Data excerpts
--------------------------------------------------

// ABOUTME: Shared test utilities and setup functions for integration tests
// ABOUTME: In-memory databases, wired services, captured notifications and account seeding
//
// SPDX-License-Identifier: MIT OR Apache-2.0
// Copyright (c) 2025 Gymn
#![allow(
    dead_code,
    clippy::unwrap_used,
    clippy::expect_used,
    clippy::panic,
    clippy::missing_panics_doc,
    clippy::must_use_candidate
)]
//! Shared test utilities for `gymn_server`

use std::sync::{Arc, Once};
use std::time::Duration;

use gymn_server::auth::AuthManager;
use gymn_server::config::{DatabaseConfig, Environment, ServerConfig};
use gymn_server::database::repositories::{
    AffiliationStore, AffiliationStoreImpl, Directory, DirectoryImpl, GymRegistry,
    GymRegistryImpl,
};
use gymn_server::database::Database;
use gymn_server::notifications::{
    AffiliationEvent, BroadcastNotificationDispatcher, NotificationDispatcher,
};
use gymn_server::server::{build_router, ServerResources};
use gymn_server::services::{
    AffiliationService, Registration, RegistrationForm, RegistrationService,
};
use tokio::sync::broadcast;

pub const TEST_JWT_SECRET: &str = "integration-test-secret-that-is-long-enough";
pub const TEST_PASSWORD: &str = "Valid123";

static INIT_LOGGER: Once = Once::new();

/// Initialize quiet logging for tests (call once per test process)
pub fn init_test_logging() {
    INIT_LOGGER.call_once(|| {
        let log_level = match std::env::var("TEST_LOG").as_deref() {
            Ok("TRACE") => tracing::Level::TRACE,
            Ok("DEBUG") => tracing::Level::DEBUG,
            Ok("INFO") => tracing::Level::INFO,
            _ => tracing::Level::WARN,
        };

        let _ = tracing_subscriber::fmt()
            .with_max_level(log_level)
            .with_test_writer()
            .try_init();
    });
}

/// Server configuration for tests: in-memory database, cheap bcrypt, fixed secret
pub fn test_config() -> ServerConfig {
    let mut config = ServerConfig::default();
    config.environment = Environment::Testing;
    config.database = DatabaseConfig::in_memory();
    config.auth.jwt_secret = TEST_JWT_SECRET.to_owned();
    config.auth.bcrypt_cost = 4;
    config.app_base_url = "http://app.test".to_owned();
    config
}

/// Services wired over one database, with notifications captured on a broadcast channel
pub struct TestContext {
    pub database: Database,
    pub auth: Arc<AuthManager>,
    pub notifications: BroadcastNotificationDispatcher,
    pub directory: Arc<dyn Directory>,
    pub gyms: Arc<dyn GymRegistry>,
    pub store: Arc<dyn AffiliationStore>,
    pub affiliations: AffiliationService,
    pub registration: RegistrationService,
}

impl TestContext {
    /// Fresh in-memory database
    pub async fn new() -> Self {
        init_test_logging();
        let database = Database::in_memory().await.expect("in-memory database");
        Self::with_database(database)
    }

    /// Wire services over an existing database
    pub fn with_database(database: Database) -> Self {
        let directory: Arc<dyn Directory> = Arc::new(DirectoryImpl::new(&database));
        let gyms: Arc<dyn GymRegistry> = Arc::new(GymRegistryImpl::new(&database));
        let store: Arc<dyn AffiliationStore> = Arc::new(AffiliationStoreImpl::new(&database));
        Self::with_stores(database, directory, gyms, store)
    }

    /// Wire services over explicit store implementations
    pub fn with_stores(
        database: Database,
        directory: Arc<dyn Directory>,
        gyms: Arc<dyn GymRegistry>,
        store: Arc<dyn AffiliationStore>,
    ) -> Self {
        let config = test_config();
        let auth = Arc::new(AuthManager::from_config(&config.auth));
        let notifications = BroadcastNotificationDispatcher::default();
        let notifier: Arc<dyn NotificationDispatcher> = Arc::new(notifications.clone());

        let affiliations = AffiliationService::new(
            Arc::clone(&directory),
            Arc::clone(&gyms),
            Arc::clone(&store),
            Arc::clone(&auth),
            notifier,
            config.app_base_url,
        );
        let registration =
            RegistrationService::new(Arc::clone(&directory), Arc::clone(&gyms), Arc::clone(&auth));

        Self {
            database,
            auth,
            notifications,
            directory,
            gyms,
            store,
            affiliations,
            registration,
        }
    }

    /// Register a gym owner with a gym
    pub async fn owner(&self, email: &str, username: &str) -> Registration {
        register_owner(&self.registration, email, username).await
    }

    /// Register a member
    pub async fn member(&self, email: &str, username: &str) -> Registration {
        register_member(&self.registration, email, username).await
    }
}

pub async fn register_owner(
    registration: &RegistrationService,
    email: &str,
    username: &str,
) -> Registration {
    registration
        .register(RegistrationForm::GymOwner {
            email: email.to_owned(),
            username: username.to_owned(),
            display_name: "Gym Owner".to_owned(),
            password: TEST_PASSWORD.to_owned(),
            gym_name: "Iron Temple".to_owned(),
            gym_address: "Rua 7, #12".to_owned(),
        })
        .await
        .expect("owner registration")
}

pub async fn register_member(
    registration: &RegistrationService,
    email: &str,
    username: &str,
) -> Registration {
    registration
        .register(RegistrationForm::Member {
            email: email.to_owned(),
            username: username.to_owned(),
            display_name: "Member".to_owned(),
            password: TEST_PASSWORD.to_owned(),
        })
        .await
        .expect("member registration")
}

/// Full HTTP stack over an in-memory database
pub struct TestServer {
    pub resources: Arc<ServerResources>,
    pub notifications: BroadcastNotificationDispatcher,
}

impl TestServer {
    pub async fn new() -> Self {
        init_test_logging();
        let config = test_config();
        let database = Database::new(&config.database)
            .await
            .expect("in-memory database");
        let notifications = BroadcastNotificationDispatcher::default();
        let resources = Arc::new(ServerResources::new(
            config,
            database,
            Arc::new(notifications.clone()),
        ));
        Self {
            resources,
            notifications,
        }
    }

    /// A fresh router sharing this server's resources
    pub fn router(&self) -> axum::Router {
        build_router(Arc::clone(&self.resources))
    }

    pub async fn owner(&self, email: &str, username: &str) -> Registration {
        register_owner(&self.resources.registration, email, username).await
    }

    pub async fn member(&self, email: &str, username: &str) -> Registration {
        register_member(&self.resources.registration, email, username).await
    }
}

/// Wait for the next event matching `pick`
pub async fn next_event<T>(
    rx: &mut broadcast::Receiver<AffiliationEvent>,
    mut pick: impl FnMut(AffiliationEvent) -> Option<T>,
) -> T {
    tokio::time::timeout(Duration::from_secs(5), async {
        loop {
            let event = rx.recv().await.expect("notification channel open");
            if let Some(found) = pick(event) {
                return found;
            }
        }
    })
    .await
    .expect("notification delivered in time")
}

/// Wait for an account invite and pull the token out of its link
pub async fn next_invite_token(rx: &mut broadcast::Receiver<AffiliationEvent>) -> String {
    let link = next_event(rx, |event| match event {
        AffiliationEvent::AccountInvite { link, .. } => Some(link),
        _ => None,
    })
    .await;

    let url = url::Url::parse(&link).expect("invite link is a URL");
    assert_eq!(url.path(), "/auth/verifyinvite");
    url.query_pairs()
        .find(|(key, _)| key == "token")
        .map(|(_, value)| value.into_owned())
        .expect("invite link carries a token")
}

--------------------------------------------------

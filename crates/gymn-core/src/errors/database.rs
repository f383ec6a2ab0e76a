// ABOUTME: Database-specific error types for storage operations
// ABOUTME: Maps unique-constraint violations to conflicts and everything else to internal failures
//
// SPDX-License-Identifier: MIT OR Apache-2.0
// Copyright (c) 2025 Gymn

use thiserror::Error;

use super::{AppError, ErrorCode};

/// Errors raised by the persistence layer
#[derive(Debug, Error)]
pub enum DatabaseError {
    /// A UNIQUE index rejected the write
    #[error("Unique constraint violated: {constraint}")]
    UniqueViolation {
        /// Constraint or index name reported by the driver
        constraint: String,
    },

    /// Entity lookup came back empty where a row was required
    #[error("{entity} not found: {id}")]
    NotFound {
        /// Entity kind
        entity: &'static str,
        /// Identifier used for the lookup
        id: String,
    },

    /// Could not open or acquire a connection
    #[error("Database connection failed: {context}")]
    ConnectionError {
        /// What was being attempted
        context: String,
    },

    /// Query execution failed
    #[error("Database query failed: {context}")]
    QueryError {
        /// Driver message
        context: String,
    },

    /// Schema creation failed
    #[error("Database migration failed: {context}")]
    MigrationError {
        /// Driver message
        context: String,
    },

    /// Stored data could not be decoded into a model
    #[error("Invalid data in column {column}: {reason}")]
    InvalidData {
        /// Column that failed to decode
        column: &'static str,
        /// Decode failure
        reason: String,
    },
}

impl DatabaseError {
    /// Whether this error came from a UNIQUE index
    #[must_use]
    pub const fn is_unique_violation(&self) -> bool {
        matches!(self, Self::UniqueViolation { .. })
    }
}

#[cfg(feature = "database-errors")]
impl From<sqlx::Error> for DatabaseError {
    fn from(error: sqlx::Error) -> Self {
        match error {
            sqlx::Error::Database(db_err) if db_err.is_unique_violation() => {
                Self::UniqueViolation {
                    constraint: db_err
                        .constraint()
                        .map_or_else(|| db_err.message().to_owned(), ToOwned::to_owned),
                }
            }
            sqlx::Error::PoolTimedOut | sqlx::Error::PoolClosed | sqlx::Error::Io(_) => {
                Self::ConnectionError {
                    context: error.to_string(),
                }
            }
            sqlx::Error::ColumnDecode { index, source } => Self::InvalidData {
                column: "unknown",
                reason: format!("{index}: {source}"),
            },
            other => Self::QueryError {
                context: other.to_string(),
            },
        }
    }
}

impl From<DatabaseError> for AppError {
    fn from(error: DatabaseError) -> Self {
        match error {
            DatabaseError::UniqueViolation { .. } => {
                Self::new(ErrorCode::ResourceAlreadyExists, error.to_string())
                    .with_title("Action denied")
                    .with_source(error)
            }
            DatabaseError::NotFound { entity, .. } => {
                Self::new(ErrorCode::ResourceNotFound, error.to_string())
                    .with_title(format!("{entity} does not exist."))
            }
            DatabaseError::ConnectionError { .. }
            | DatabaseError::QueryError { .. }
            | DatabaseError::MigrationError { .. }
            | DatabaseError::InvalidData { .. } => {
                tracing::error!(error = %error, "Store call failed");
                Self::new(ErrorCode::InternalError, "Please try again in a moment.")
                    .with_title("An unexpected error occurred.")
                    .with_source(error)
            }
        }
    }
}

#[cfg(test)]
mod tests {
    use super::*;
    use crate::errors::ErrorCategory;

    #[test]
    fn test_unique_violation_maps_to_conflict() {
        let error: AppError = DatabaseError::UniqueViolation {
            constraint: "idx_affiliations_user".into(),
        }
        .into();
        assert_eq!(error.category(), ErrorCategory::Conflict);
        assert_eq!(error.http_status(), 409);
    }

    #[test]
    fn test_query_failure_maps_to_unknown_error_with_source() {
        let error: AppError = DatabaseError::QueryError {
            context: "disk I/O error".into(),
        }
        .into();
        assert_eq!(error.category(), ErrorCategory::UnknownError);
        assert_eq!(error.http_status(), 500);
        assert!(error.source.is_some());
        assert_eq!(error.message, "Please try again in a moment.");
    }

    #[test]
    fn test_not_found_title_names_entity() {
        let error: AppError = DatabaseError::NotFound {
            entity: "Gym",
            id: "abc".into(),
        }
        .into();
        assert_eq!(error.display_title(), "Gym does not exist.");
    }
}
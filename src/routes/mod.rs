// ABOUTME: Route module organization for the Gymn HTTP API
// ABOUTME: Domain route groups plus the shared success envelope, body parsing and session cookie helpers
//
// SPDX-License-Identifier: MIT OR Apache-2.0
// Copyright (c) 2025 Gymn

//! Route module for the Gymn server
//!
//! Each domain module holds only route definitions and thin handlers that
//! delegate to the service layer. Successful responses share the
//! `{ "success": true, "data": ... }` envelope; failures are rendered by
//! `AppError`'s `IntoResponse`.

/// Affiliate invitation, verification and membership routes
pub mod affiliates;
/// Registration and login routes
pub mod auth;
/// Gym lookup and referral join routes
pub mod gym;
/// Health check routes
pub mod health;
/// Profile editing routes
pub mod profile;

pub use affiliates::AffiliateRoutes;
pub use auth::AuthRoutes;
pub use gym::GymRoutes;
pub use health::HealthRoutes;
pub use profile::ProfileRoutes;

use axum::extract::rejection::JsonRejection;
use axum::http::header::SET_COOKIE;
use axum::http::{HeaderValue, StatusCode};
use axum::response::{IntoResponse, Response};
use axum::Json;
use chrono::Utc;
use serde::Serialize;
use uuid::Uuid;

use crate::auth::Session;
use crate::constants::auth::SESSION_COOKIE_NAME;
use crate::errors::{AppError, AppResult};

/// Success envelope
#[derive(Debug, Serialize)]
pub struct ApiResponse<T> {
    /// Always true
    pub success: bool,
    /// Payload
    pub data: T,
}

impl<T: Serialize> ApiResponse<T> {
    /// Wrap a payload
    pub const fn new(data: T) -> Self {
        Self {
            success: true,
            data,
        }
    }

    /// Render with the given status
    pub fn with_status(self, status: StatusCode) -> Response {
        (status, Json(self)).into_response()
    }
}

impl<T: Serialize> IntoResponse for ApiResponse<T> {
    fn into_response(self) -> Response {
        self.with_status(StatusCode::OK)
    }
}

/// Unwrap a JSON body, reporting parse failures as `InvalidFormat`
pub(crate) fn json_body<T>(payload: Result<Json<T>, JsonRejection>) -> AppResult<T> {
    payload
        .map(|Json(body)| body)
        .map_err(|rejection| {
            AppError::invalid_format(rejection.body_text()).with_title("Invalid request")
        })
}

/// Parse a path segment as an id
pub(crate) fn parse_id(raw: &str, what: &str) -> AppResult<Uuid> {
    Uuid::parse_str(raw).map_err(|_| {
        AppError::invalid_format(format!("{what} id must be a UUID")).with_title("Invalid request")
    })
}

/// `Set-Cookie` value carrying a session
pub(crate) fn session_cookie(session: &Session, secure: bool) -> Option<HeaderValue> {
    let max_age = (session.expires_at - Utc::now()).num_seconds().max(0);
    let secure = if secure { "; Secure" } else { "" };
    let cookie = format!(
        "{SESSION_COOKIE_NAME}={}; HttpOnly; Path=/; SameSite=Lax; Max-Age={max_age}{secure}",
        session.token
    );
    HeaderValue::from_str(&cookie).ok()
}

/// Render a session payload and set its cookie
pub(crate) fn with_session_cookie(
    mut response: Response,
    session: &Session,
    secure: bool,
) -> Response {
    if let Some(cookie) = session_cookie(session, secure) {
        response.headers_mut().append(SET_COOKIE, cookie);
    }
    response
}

--------------------------------------------------

Exactly the lines above from the one with "for integration tests" to the one with "config.auth.bcrypt_cost = 4;", both included, are to be quoted; leave the rest out.

Exercise response:
// ABOUTME: Shared test utilities and setup functions for integration tests
// ABOUTME: In-memory databases, wired services, captured notifications and account seeding
//
// SPDX-License-Identifier: MIT OR Apache-2.0
// Copyright (c) 2025 Gymn
#![allow(
    dead_code,
    clippy::unwrap_used,
    clippy::expect_used,
    clippy::panic,
    clippy::missing_panics_doc,
    clippy::must_use_candidate
)]
//! Shared test utilities for `gymn_server`

use std::sync::{Arc, Once};
use std::time::Duration;

use gymn_server::auth::AuthManager;
use gymn_server::config::{DatabaseConfig, Environment, ServerConfig};
use gymn_server::database::repositories::{
    AffiliationStore, AffiliationStoreImpl, Directory, DirectoryImpl, GymRegistry,
    GymRegistryImpl,
};
use gymn_server::database::Database;
use gymn_server::notifications::{
    AffiliationEvent, BroadcastNotificationDispatcher, NotificationDispatcher,
};
use gymn_server::server::{build_router, ServerResources};
use gymn_server::services::{
    AffiliationService, Registration, RegistrationForm, RegistrationService,
};
use tokio::sync::broadcast;

pub const TEST_JWT_SECRET: &str = "integration-test-secret-that-is-long-enough";
pub const TEST_PASSWORD: &str = "Valid123";

static INIT_LOGGER: Once = Once::new();

/// Initialize quiet logging for tests (call once per test process)
pub fn init_test_logging() {
    INIT_LOGGER.call_once(|| {
        let log_level = match std::env::var("TEST_LOG").as_deref() {
            Ok("TRACE") => tracing::Level::TRACE,
            Ok("DEBUG") => tracing::Level::DEBUG,
            Ok("INFO") => tracing::Level::INFO,
            _ => tracing::Level::WARN,
        };

        let _ = tracing_subscriber::fmt()
            .with_max_level(log_level)
            .with_test_writer()
            .try_init();
    });
}

/// Server configuration for tests: in-memory database, cheap bcrypt, fixed secret
pub fn test_config() -> ServerConfig {
    let mut config = ServerConfig::default();
    config.environment = Environment::Testing;
    config.database = DatabaseConfig::in_memory();
    config.auth.jwt_secret = TEST_JWT_SECRET.to_owned();
    config.auth.bcrypt_cost = 4;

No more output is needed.